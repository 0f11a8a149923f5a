//! Campaign handlers

use axum::{
    extract::{Path, Query, State},
    http::StatusCode,
    Json,
};
use chrono::{DateTime, Utc};
use payamak_core::campaigns::NewCampaign;
use payamak_storage::models::{Campaign, CampaignStats, CampaignStatus, CampaignWithStats};
use serde::{Deserialize, Serialize};
use std::sync::Arc;
use tracing::{error, info};
use uuid::Uuid;

use crate::auth::AppState;
use crate::handlers::{campaign_error, ErrorResponse};

/// Query parameters for listing campaigns
#[derive(Debug, Deserialize)]
pub struct ListCampaignsQuery {
    pub status: Option<String>,
    #[serde(default = "default_limit")]
    pub limit: i64,
    #[serde(default)]
    pub offset: i64,
}

fn default_limit() -> i64 {
    50
}

/// Campaign list response
#[derive(Debug, Serialize)]
pub struct CampaignListResponse {
    pub data: Vec<CampaignListItem>,
    pub limit: i64,
    pub offset: i64,
}

/// Campaign list entry with headline stats
#[derive(Debug, Serialize)]
pub struct CampaignListItem {
    pub id: Uuid,
    pub tag: String,
    pub message: String,
    pub status: String,
    pub total_numbers: i32,
    pub total_batches: i32,
    pub is_scheduled: bool,
    pub scheduled_for: Option<DateTime<Utc>>,
    pub created_at: DateTime<Utc>,
    pub completed_at: Option<DateTime<Utc>>,
    pub total_sent: i64,
    pub total_success: i64,
    pub total_failed: i64,
    pub request_count: i64,
    pub average_response_time: Option<f64>,
}

impl From<CampaignWithStats> for CampaignListItem {
    fn from(c: CampaignWithStats) -> Self {
        Self {
            id: c.id,
            tag: c.tag,
            message: c.message,
            status: c.status,
            total_numbers: c.total_numbers,
            total_batches: c.total_batches,
            is_scheduled: c.is_scheduled,
            scheduled_for: c.scheduled_for,
            created_at: c.created_at,
            completed_at: c.completed_at,
            total_sent: c.total_sent,
            total_success: c.total_success,
            total_failed: c.total_failed,
            request_count: c.request_count,
            average_response_time: c.average_response_time,
        }
    }
}

/// Campaign response
#[derive(Debug, Serialize)]
pub struct CampaignResponse {
    pub id: Uuid,
    pub tag: String,
    pub message: String,
    pub status: String,
    pub total_numbers: i32,
    pub total_batches: i32,
    pub is_scheduled: bool,
    pub scheduled_for: Option<DateTime<Utc>>,
    pub created_at: DateTime<Utc>,
    pub updated_at: DateTime<Utc>,
    pub completed_at: Option<DateTime<Utc>>,
}

impl From<Campaign> for CampaignResponse {
    fn from(c: Campaign) -> Self {
        Self {
            id: c.id,
            tag: c.tag,
            message: c.message,
            status: c.status,
            total_numbers: c.total_numbers,
            total_batches: c.total_batches,
            is_scheduled: c.is_scheduled,
            scheduled_for: c.scheduled_for,
            created_at: c.created_at,
            updated_at: c.updated_at,
            completed_at: c.completed_at,
        }
    }
}

/// Campaign statistics response
#[derive(Debug, Serialize)]
pub struct StatsResponse {
    pub campaign_id: Uuid,
    pub total_sent: i64,
    pub total_success: i64,
    pub total_failed: i64,
    pub total_partial_success: i64,
    pub request_count: i64,
    pub average_response_time: Option<f64>,
    pub min_response_time: Option<i64>,
    pub max_response_time: Option<i64>,
    pub last_error: Option<String>,
    pub last_updated: DateTime<Utc>,
    pub last_success_at: Option<DateTime<Utc>>,
    pub last_failure_at: Option<DateTime<Utc>>,
}

impl From<CampaignStats> for StatsResponse {
    fn from(s: CampaignStats) -> Self {
        Self {
            campaign_id: s.campaign_id,
            total_sent: s.total_sent,
            total_success: s.total_success,
            total_failed: s.total_failed,
            total_partial_success: s.total_partial_success,
            request_count: s.request_count,
            average_response_time: s.average_response_time,
            min_response_time: s.min_response_time,
            max_response_time: s.max_response_time,
            last_error: s.last_error,
            last_updated: s.last_updated,
            last_success_at: s.last_success_at,
            last_failure_at: s.last_failure_at,
        }
    }
}

/// Request body for creating a campaign
#[derive(Debug, Deserialize)]
pub struct CreateCampaignRequest {
    pub tag: String,
    pub message: String,
    pub numbers: Vec<String>,
    pub scheduled_for: Option<DateTime<Utc>>,
    pub created_by: Option<Uuid>,
    /// Start sending immediately after creation (ignored for scheduled
    /// campaigns)
    #[serde(default = "default_dispatch_now")]
    pub dispatch_now: bool,
}

fn default_dispatch_now() -> bool {
    true
}

/// List campaigns
///
/// GET /api/v1/campaigns
pub async fn list_campaigns(
    State(state): State<Arc<AppState>>,
    Query(query): Query<ListCampaignsQuery>,
) -> Result<Json<CampaignListResponse>, (StatusCode, Json<ErrorResponse>)> {
    let status = query.status.and_then(|s| s.parse::<CampaignStatus>().ok());

    let campaigns = state
        .campaigns
        .list_with_stats(status, query.limit, query.offset)
        .await
        .map_err(campaign_error)?;

    Ok(Json(CampaignListResponse {
        data: campaigns.into_iter().map(CampaignListItem::from).collect(),
        limit: query.limit,
        offset: query.offset,
    }))
}

/// List upcoming scheduled campaigns in fire order
///
/// GET /api/v1/campaigns/scheduled
pub async fn list_scheduled(
    State(state): State<Arc<AppState>>,
) -> Result<Json<Vec<CampaignResponse>>, (StatusCode, Json<ErrorResponse>)> {
    let campaigns = state.campaigns.scheduled().await.map_err(campaign_error)?;
    Ok(Json(
        campaigns.into_iter().map(CampaignResponse::from).collect(),
    ))
}

/// Create a new campaign
///
/// POST /api/v1/campaigns
pub async fn create_campaign(
    State(state): State<Arc<AppState>>,
    Json(input): Json<CreateCampaignRequest>,
) -> Result<(StatusCode, Json<CampaignResponse>), (StatusCode, Json<ErrorResponse>)> {
    if input.tag.is_empty() {
        return Err((
            StatusCode::BAD_REQUEST,
            Json(ErrorResponse {
                error: "validation_error".to_string(),
                message: "Campaign tag is required".to_string(),
            }),
        ));
    }

    if input.message.is_empty() {
        return Err((
            StatusCode::BAD_REQUEST,
            Json(ErrorResponse {
                error: "validation_error".to_string(),
                message: "Message is required".to_string(),
            }),
        ));
    }

    let dispatch_now = input.dispatch_now && input.scheduled_for.is_none();

    let campaign = state
        .campaigns
        .create_campaign(NewCampaign {
            tag: input.tag,
            message: input.message,
            numbers: input.numbers,
            created_by: input.created_by.unwrap_or(Uuid::nil()),
            scheduled_for: input.scheduled_for,
        })
        .await
        .map_err(campaign_error)?;

    if dispatch_now {
        if let Err(e) = state
            .dispatch
            .start(campaign.id, CampaignStatus::Pending)
            .await
        {
            // Creation succeeded; the campaign stays pending and can be
            // dispatched again explicitly
            error!(campaign_id = %campaign.id, "Failed to start dispatch: {}", e);
        }
    }

    let campaign = state.campaigns.get(campaign.id).await.map_err(campaign_error)?;
    Ok((StatusCode::CREATED, Json(campaign.into())))
}

/// Get a campaign
///
/// GET /api/v1/campaigns/:id
pub async fn get_campaign(
    State(state): State<Arc<AppState>>,
    Path(id): Path<Uuid>,
) -> Result<Json<CampaignResponse>, (StatusCode, Json<ErrorResponse>)> {
    let campaign = state.campaigns.get(id).await.map_err(campaign_error)?;
    Ok(Json(campaign.into()))
}

/// Get campaign statistics
///
/// GET /api/v1/campaigns/:id/stats
pub async fn get_stats(
    State(state): State<Arc<AppState>>,
    Path(id): Path<Uuid>,
) -> Result<Json<StatsResponse>, (StatusCode, Json<ErrorResponse>)> {
    let stats = state.campaigns.stats(id).await.map_err(campaign_error)?;
    Ok(Json(stats.into()))
}

/// Start dispatching a pending campaign
///
/// POST /api/v1/campaigns/:id/dispatch
pub async fn dispatch_campaign(
    State(state): State<Arc<AppState>>,
    Path(id): Path<Uuid>,
) -> Result<Json<CampaignResponse>, (StatusCode, Json<ErrorResponse>)> {
    state
        .dispatch
        .start(id, CampaignStatus::Pending)
        .await
        .map_err(dispatch_error)?;

    info!(campaign_id = %id, "Campaign dispatch started");

    let campaign = state.campaigns.get(id).await.map_err(campaign_error)?;
    Ok(Json(campaign.into()))
}

/// Pause an in-progress campaign
///
/// POST /api/v1/campaigns/:id/pause
pub async fn pause_campaign(
    State(state): State<Arc<AppState>>,
    Path(id): Path<Uuid>,
) -> Result<Json<CampaignResponse>, (StatusCode, Json<ErrorResponse>)> {
    let campaign = state.campaigns.pause(id).await.map_err(campaign_error)?;
    Ok(Json(campaign.into()))
}

/// Resume a paused campaign
///
/// POST /api/v1/campaigns/:id/resume
pub async fn resume_campaign(
    State(state): State<Arc<AppState>>,
    Path(id): Path<Uuid>,
) -> Result<Json<CampaignResponse>, (StatusCode, Json<ErrorResponse>)> {
    state
        .dispatch
        .start(id, CampaignStatus::Paused)
        .await
        .map_err(dispatch_error)?;

    let campaign = state.campaigns.get(id).await.map_err(campaign_error)?;
    Ok(Json(campaign.into()))
}

/// Cancel a campaign
///
/// POST /api/v1/campaigns/:id/cancel
pub async fn cancel_campaign(
    State(state): State<Arc<AppState>>,
    Path(id): Path<Uuid>,
) -> Result<Json<CampaignResponse>, (StatusCode, Json<ErrorResponse>)> {
    let campaign = state.campaigns.cancel(id).await.map_err(campaign_error)?;
    Ok(Json(campaign.into()))
}

/// Map a dispatch control error onto an HTTP response
fn dispatch_error(e: payamak_common::Error) -> (StatusCode, Json<ErrorResponse>) {
    let (status, code) = match &e {
        payamak_common::Error::NotFound(_) => (StatusCode::NOT_FOUND, "not_found"),
        payamak_common::Error::InvalidTransition(_) => (StatusCode::CONFLICT, "invalid_state"),
        _ => {
            error!("Dispatch error: {}", e);
            (StatusCode::INTERNAL_SERVER_ERROR, "internal_error")
        }
    };

    (
        status,
        Json(ErrorResponse {
            error: code.to_string(),
            message: e.to_string(),
        }),
    )
}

------------------------------

Take each line above that contains "struct" and copy it out.

> **Your response**:
pub struct ListCampaignsQuery {
pub struct CampaignListResponse {
pub struct CampaignListItem {
pub struct CampaignResponse {
pub struct StatsResponse {
pub struct CreateCampaignRequest {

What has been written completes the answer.